I cant speak to the efficacy or efficiency of medivac in most areas as my county  rarely flys anyone. when they do get flown it is via sheriff helo with one lone medic. however I can speak to the over triage note. I watched a video blog last week regarding just that, over triage to trauma centers, which the CDC suggests that 50% over triage is appropriate. if you are an AMR employee log onto Connect and search for "March Grand Rounds".


----------



## Martyn (Apr 19, 2012)

emt.dan said:


> -- As far as I know (and as of about a year ago), there were no scientifically founded studies of Cost-Effectiveness.


 
But can you actually put a cost effectiveness price on saving a life? Difficult.


----------



## johnrsemt (Apr 19, 2012)

Or can you put the cost of a life lost due to HEMS transporting non critical patients when a critical need for them comes up?

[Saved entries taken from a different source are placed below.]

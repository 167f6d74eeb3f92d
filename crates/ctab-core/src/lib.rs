#![forbid(unsafe_code)]

//! Core: geometry, canonical input events, logging, and terminal lifecycle.

pub mod event;
pub mod geometry;
pub mod logging;
pub mod terminal_session;

// Re-export tracing macros at crate root for ergonomic use.
#[cfg(feature = "tracing")]
pub use logging::{
    debug, debug_span, error, error_span, info, info_span, trace, trace_span, warn, warn_span,
};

  When I was in Indiana we drove up on a wreck on the freeway (waved down by local FD); and stopped as the Helicopter landed. 
   We took a patient by ground; (wasn't boarded when we got there); we put them on LBB, and onto cot and into our truck as the HEMS crew was climbing into the ambulance with their patient.   We left before they did;  we drove 38 miles to the same Level I trauma center that they were flying their patient too.   We had patient on bed almost 25 minutes faster than they did.
   You can argue that they can do more on the scene than a ground ALS crew can do:  and you would be right;  but not if the patient didn't need it.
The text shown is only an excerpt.